# mimo ústní jednání



## slavicist89

Dear all,

I've found a phrase ('mimo ústní jednání') which seems to come up a fair bit in legal texts, but which I can't seem to make much sense of. It appears, for example, in the following contexts:

'Plénum Ústavního soudu rozhodlo dne 28. února 2012 *mimo ústní jednání *ve věci navrhovatelky Š. D., o ústavní stížnosti proti jinému zásahu orgánu veřejné moci' (concourt dot cz/soubor/6440)

'Povádí-li správní orgán jakékoliv důkazy *mimo ústní jednání* (výslech svědka, ohledání místa, apod.), musí o tom předem vyrozumět všechny účastníky řízení...'

'Po uplynutí této lhůty, pokud není na základě návrhů účastníků nutno doplnit řízení, je rozhodnuto *mimo ústní jednání*.'

(All examples found through Google; no sensitive information revealed here!)

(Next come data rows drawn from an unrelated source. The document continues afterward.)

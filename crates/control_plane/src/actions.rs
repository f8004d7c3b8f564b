//! Operator actions on game servers, turned into queued work.

use crate::error::ActionError;
use crate::profiles::ProfileService;
use crate::queue::WorkQueue;
use crate::repository::{CatalogRepository, HostRepository};
use sha2::{Digest, Sha256};
use std::sync::Arc;
use tracing::{info, instrument, warn};
use weaver_types::wire::{ManualDownload, ServerStateReport};
use weaver_types::{
    GameId, HostId, InstallJob, ResourceSpec, ServerId, ServerSpec, TargetType, WorkId,
    WorkPayload,
};

pub struct ServerActions {
    catalog: Arc<dyn CatalogRepository>,
    hosts: Arc<dyn HostRepository>,
    profiles: Arc<ProfileService>,
    queue: Arc<WorkQueue>,
}

impl ServerActions {
    pub fn new(
        catalog: Arc<dyn CatalogRepository>,
        hosts: Arc<dyn HostRepository>,
        profiles: Arc<ProfileService>,
        queue: Arc<WorkQueue>,
    ) -> Self {
        Self {
            catalog,
            hosts,
            profiles,
            queue,
        }
    }

    /// Snapshot of a server with its resolved resources
    pub async fn build_spec(&self, server_id: ServerId) -> Result<(HostId, ServerSpec), ActionError> {
        let server = self
            .catalog
            .get_server(server_id)
            .await?
            .filter(|s| !s.deleted)
            .ok_or(ActionError::ServerNotFound(server_id))?;
        let game = self
            .catalog
            .get_game(server.game_id)
            .await?
            .ok_or(ActionError::GameNotFound(server.game_id))?;
        let resources = self
            .profiles
            .resolve_server(server_id)
            .await?
            .iter()
            .map(ResourceSpec::from)
            .collect();

        Ok((
            server.host_id,
            ServerSpec {
                server_id,
                game_id: game.id,
                install_dir: server.install_dir,
                source: game.source,
                ports: server.ports,
                resources,
            },
        ))
    }

    /// Queues `target` for the server's host
    #[instrument(skip(self))]
    pub async fn dispatch(
        &self,
        server_id: ServerId,
        target: TargetType,
        validate: bool,
    ) -> Result<WorkId, ActionError> {
        let (host_id, spec) = self.build_spec(server_id).await?;
        let payload = match target {
            TargetType::Install => WorkPayload::Install(InstallJob {
                server: spec,
                validate,
            }),
            TargetType::Update => WorkPayload::Update(InstallJob {
                server: spec,
                validate,
            }),
            TargetType::Start => WorkPayload::Start(spec),
            TargetType::Stop => WorkPayload::Stop(spec),
            TargetType::Restart => WorkPayload::Restart(spec),
            TargetType::Uninstall => WorkPayload::Uninstall(spec),
            TargetType::Backup => WorkPayload::Backup(spec),
            TargetType::Configure => WorkPayload::Configure(spec),
            TargetType::InstallerMaintenance => {
                return Err(ActionError::UnknownAction(target.to_string()))
            }
        };

        let work_id = self.queue.enqueue_payload(host_id, &payload).await?;
        info!("🎮 {} requested for server {} as work {}", target, server_id, work_id);
        Ok(work_id)
    }

    /// Dispatches an action by its API name
    pub async fn dispatch_named(
        &self,
        server_id: ServerId,
        action: &str,
        validate: bool,
    ) -> Result<WorkId, ActionError> {
        let target = TargetType::from_action(action)
            .ok_or_else(|| ActionError::UnknownAction(action.to_string()))?;
        self.dispatch(server_id, target, validate).await
    }

    /// Queues a self-update of the host's installer tool
    pub async fn installer_maintenance(&self, host_id: HostId) -> Result<WorkId, ActionError> {
        let host = self
            .hosts
            .get_host(host_id)
            .await?
            .filter(|h| !h.deleted)
            .ok_or(ActionError::HostNotFound(host_id))?;
        Ok(self
            .queue
            .enqueue_payload(host.id, &WorkPayload::InstallerMaintenance)
            .await?)
    }

    /// Applies detector states reported by a host to the servers it owns
    pub async fn record_server_states(
        &self,
        host_id: HostId,
        reports: &[ServerStateReport],
    ) -> Result<(), ActionError> {
        for report in reports {
            match self.catalog.get_server(report.server_id).await? {
                Some(mut server) if server.host_id == host_id && !server.deleted => {
                    if server.state != report.state {
                        info!(
                            "Server {} is now {} (was {})",
                            server.id, report.state, server.state
                        );
                        server.state = report.state;
                        self.catalog.upsert_server(server).await?;
                    }
                }
                _ => warn!(
                    "Host {} reported state for unknown server {}",
                    host_id, report.server_id
                ),
            }
        }
        Ok(())
    }

    /// Manual-install artifact with its SHA-256
    pub async fn client_download(&self, game_id: GameId) -> Result<ManualDownload, ActionError> {
        let artifact = self
            .catalog
            .get_artifact(game_id)
            .await?
            .ok_or(ActionError::ArtifactNotFound(game_id))?;
        let sha256 = hex::encode(Sha256::digest(&artifact.content));
        Ok(ManualDownload {
            file_name: artifact.file_name,
            content: artifact.content,
            sha256,
            format: artifact.format,
        })
    }

    /// Soft-deletes a server once its host has uninstalled it
    pub async fn delete_server(&self, host_id: HostId, server_id: ServerId) -> Result<(), ActionError> {
        let mut server = self
            .catalog
            .get_server(server_id)
            .await?
            .filter(|s| s.host_id == host_id)
            .ok_or(ActionError::ServerNotFound(server_id))?;
        server.deleted = true;
        self.catalog.upsert_server(server).await?;
        info!("Server {} removed by host {}", server_id, host_id);
        Ok(())
    }
}
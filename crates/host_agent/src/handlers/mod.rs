//! Work handlers, one per payload variant.
//!
//! Handlers never panic on bad input: every problem becomes a message in a
//! [`WorkFailure`], which the dispatcher reports as the item's status text.

mod configure;
mod install;
mod lifecycle;

pub use configure::configure;
pub use lifecycle::{start, uninstall_files};

use crate::backup::BackupManager;
use crate::error::WorkFailure;
use crate::installer::InstallerDriver;
use crate::process::ProcessTable;
use crate::session::{ArtifactSource, ServerRecords};
use std::sync::Arc;
use tracing::info;
use weaver_types::{ServerSpec, WorkPayload};

/// Everything a handler may touch on the host
pub struct Handlers {
    pub installer: Arc<InstallerDriver>,
    pub artifacts: Arc<dyn ArtifactSource>,
    pub records: Arc<dyn ServerRecords>,
    pub processes: Arc<dyn ProcessTable>,
    pub backups: BackupManager,
}

impl Handlers {
    pub async fn handle(&self, payload: &WorkPayload) -> Result<(), WorkFailure> {
        match payload {
            WorkPayload::Install(job) | WorkPayload::Update(job) => {
                install::install(self, &job.server, job.validate).await
            }
            WorkPayload::Start(spec) => start(spec),
            WorkPayload::Stop(spec) => self.stop(spec).await,
            WorkPayload::Restart(spec) => {
                self.stop(spec).await?;
                start(spec)
            }
            WorkPayload::Uninstall(spec) => self.uninstall(spec).await,
            WorkPayload::Backup(spec) => self.backup(spec).await,
            WorkPayload::Configure(spec) => configure(spec).await,
            WorkPayload::InstallerMaintenance => self
                .installer
                .self_update()
                .await
                .map_err(|e| WorkFailure::single(e.to_string())),
        }
    }

    /// Terminates every process under the install directory; none is fine
    pub async fn stop(&self, spec: &ServerSpec) -> Result<(), WorkFailure> {
        let killed = self
            .processes
            .terminate_under(&spec.install_dir)
            .await
            .map_err(|e| WorkFailure::single(e.to_string()))?;
        info!("Stopped server {} ({} processes)", spec.server_id, killed);
        Ok(())
    }

    async fn uninstall(&self, spec: &ServerSpec) -> Result<(), WorkFailure> {
        self.stop(spec).await?;
        uninstall_files(&spec.install_dir).await?;
        self.records
            .delete_server(spec.server_id)
            .await
            .map_err(|e| WorkFailure::single(format!("Files removed but record deletion failed: {}", e)))?;
        info!("🗑️ Server {} uninstalled", spec.server_id);
        Ok(())
    }

    async fn backup(&self, spec: &ServerSpec) -> Result<(), WorkFailure> {
        let report = self.backups.backup(spec).await;
        if report.failures.is_empty() {
            Ok(())
        } else {
            Err(WorkFailure(report.failures))
        }
    }
}
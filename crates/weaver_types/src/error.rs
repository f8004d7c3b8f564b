//! Errors raised while decoding shared types.

use crate::work::TargetType;
use thiserror::Error;

/// Failure to turn stored payload bytes back into a typed [`crate::WorkPayload`]
#[derive(Debug, Error)]
pub enum PayloadError {
    #[error("Payload for {target} is malformed: {source}")]
    Malformed {
        target: TargetType,
        #[source]
        source: serde_json::Error,
    },

    #[error("Failed to encode payload for {target}: {source}")]
    Encode {
        target: TargetType,
        #[source]
        source: serde_json::Error,
    },
}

Could it mean something along the lines of 'without an oral hearing'/ 'without verbal proceedings', or have I missed the point entirely?

Thanks in advance,
Slavicist


----------



## bibax

without = bez;
outside = mimo, vně;

The child will be heard *outside the oral hearing* behind closed doors ...
Dítě bude vyslechnuto *mimo ústní jednání* za zavřenými dveřmi ...


----------



## Enquiring Mind

Hi Slavicist, I am not a lawyer, nor do I have specialist knowledge of legal terminology, but I am thinking along the lines of "outside open court".


----------



## slavicist89

Dear both, thank you for the advice! I've spent some quality time with Google, and both your suggestions seem to be widely used in a legal context. That's incredibly helpful.


----------